//! Asset loaders: where decoded buffers come from.

use crate::AssetLoadError;
use async_trait::async_trait;
use echoform_io::AudioBuffer;
use parking_lot::Mutex;
use std::collections::HashMap;
use std::path::PathBuf;
use std::sync::Arc;

/// Fetches and decodes the asset at a location.
///
/// Implementations should push CPU-bound decoding off the async executor.
#[async_trait]
pub trait AssetLoader: Send + Sync {
    /// Loads and decodes `url`.
    async fn load(&self, url: &str) -> Result<AudioBuffer, AssetLoadError>;
}

/// Loads WAV files relative to a root directory.
#[derive(Debug, Clone)]
pub struct FileLoader {
    root: PathBuf,
}

impl FileLoader {
    /// Resolves relative locations against `root`. Absolute paths pass through.
    pub fn new(root: impl Into<PathBuf>) -> Self {
        Self { root: root.into() }
    }

    fn resolve(&self, url: &str) -> PathBuf {
        let trimmed = url.strip_prefix("file://").unwrap_or(url);
        self.root.join(trimmed)
    }
}

#[async_trait]
impl AssetLoader for FileLoader {
    async fn load(&self, url: &str) -> Result<AudioBuffer, AssetLoadError> {
        let path = self.resolve(url);
        let bytes = tokio::fs::read(&path).await.map_err(|e| {
            if e.kind() == std::io::ErrorKind::NotFound {
                AssetLoadError::NotFound {
                    url: url.to_string(),
                }
            } else {
                AssetLoadError::Io {
                    url: url.to_string(),
                    message: e.to_string(),
                }
            }
        })?;

        let owned_url = url.to_string();
        tokio::task::spawn_blocking(move || {
            echoform_io::decode_wav(&bytes).map_err(|e| AssetLoadError::Decode {
                url: owned_url,
                message: e.to_string(),
            })
        })
        .await
        .map_err(|_| AssetLoadError::Cancelled {
            url: url.to_string(),
        })?
    }
}

/// In-memory loader, for tests and procedurally generated assets.
#[derive(Debug, Default, Clone)]
pub struct MemoryLoader {
    buffers: Arc<Mutex<HashMap<String, AudioBuffer>>>,
}

impl MemoryLoader {
    /// Empty loader.
    pub fn new() -> Self {
        Self::default()
    }

    /// Registers a buffer under `url`.
    pub fn insert(&self, url: impl Into<String>, buffer: AudioBuffer) {
        self.buffers.lock().insert(url.into(), buffer);
    }

    /// Builder-style [`insert`](Self::insert).
    pub fn with(self, url: impl Into<String>, buffer: AudioBuffer) -> Self {
        self.insert(url, buffer);
        self
    }
}

#[async_trait]
impl AssetLoader for MemoryLoader {
    async fn load(&self, url: &str) -> Result<AudioBuffer, AssetLoadError> {
        self.buffers
            .lock()
            .get(url)
            .cloned()
            .ok_or_else(|| AssetLoadError::NotFound {
                url: url.to_string(),
            })
    }
}

#[cfg(test)]
mod tests {
    use super::*;
    use tempfile::TempDir;

    #[tokio::test]
    async fn file_loader_decodes_relative_paths() {
        let dir = TempDir::new().unwrap();
        let buf = AudioBuffer::new(vec![vec![0.5; 64]], 22050);
        echoform_io::write_wav_f32(dir.path().join("tone.wav"), &buf).unwrap();

        let loader = FileLoader::new(dir.path());
        assert_eq!(loader.load("tone.wav").await.unwrap(), buf);
        assert_eq!(loader.load("file://tone.wav").await.unwrap(), buf);
        assert!(matches!(
            loader.load("missing.wav").await,
            Err(AssetLoadError::NotFound { .. })
        ));
    }

    #[tokio::test]
    async fn file_loader_reports_decode_errors() {
        let dir = TempDir::new().unwrap();
        std::fs::write(dir.path().join("junk.wav"), b"definitely not riff").unwrap();
        let loader = FileLoader::new(dir.path());
        assert!(matches!(
            loader.load("junk.wav").await,
            Err(AssetLoadError::Decode { .. })
        ));
    }

    #[tokio::test]
    async fn memory_loader_serves_clones() {
        let loader = MemoryLoader::new().with("a", AudioBuffer::silent(1, 4, 8000));
        assert_eq!(loader.load("a").await.unwrap().frames(), 4);
        assert!(loader.load("b").await.is_err());
    }
}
########################################
■ WHAT IS BEING ASKED ■
Without skipping a line, retype the full listing.

■ SOLUTION TO THIS PROBLEM ■
//! Asset loaders: where decoded buffers come from.

use crate::AssetLoadError;
use async_trait::async_trait;
use echoform_io::AudioBuffer;
use parking_lot::Mutex;
use std::collections::HashMap;
use std::path::PathBuf;
use std::sync::Arc;

/// Fetches and decodes the asset at a location.
///
/// Implementations should push CPU-bound decoding off the async executor.
#[async_trait]
pub trait AssetLoader: Send + Sync {
    /// Loads and decodes `url`.
    async fn load(&self, url: &str) -> Result<AudioBuffer, AssetLoadError>;
}

/// Loads WAV files relative to a root directory.
#[derive(Debug, Clone)]
pub struct FileLoader {
    root: PathBuf,
}

impl FileLoader {
    /// Resolves relative locations against `root`. Absolute paths pass through.
    pub fn new(root: impl Into<PathBuf>) -> Self {
        Self { root: root.into() }
    }

    fn resolve(&self, url: &str) -> PathBuf {
        let trimmed = url.strip_prefix("file://").unwrap_or(url);
        self.root.join(trimmed)
    }
}

#[async_trait]
impl AssetLoader for FileLoader {
    async fn load(&self, url: &str) -> Result<AudioBuffer, AssetLoadError> {
        let path = self.resolve(url);
        let bytes = tokio::fs::read(&path).await.map_err(|e| {
            if e.kind() == std::io::ErrorKind::NotFound {
                AssetLoadError::NotFound {
                    url: url.to_string(),
                }
            } else {
                AssetLoadError::Io {
                    url: url.to_string(),
                    message: e.to_string(),
                }
            }
        })?;

        let owned_url = url.to_string();
        tokio::task::spawn_blocking(move || {
            echoform_io::decode_wav(&bytes).map_err(|e| AssetLoadError::Decode {
                url: owned_url,
                message: e.to_string(),
            })
        })
        .await
        .map_err(|_| AssetLoadError::Cancelled {
            url: url.to_string(),
        })?
    }
}

/// In-memory loader, for tests and procedurally generated assets.
#[derive(Debug, Default, Clone)]
pub struct MemoryLoader {
    buffers: Arc<Mutex<HashMap<String, AudioBuffer>>>,
}

impl MemoryLoader {
    /// Empty loader.
    pub fn new() -> Self {
        Self::default()
    }

    /// Registers a buffer under `url`.
    pub fn insert(&self, url: impl Into<String>, buffer: AudioBuffer) {
        self.buffers.lock().insert(url.into(), buffer);
    }

    /// Builder-style [`insert`](Self::insert).
    pub fn with(self, url: impl Into<String>, buffer: AudioBuffer) -> Self {
        self.insert(url, buffer);
        self
    }
}

#[async_trait]
impl AssetLoader for MemoryLoader {
    async fn load(&self, url: &str) -> Result<AudioBuffer, AssetLoadError> {
        self.buffers
            .lock()
            .get(url)
            .cloned()
            .ok_or_else(|| AssetLoadError::NotFound {
                url: url.to_string(),
            })
    }
}

#[cfg(test)]
mod tests {
    use super::*;
    use tempfile::TempDir;

    #[tokio::test]
    async fn file_loader_decodes_relative_paths() {
        let dir = TempDir::new().unwrap();
        let buf = AudioBuffer::new(vec![vec![0.5; 64]], 22050);
        echoform_io::write_wav_f32(dir.path().join("tone.wav"), &buf).unwrap();

        let loader = FileLoader::new(dir.path());
        assert_eq!(loader.load("tone.wav").await.unwrap(), buf);
        assert_eq!(loader.load("file://tone.wav").await.unwrap(), buf);
        assert!(matches!(
            loader.load("missing.wav").await,
            Err(AssetLoadError::NotFound { .. })
        ));
    }

    #[tokio::test]
    async fn file_loader_reports_decode_errors() {
        let dir = TempDir::new().unwrap();
        std::fs::write(dir.path().join("junk.wav"), b"definitely not riff").unwrap();
        let loader = FileLoader::new(dir.path());
        assert!(matches!(
            loader.load("junk.wav").await,
            Err(AssetLoadError::Decode { .. })
        ));
    }

    #[tokio::test]
    async fn memory_loader_serves_clones() {
        let loader = MemoryLoader::new().with("a", AudioBuffer::silent(1, 4, 8000));
        assert_eq!(loader.load("a").await.unwrap().frames(), 4);
        assert!(loader.load("b").await.is_err());
    }
}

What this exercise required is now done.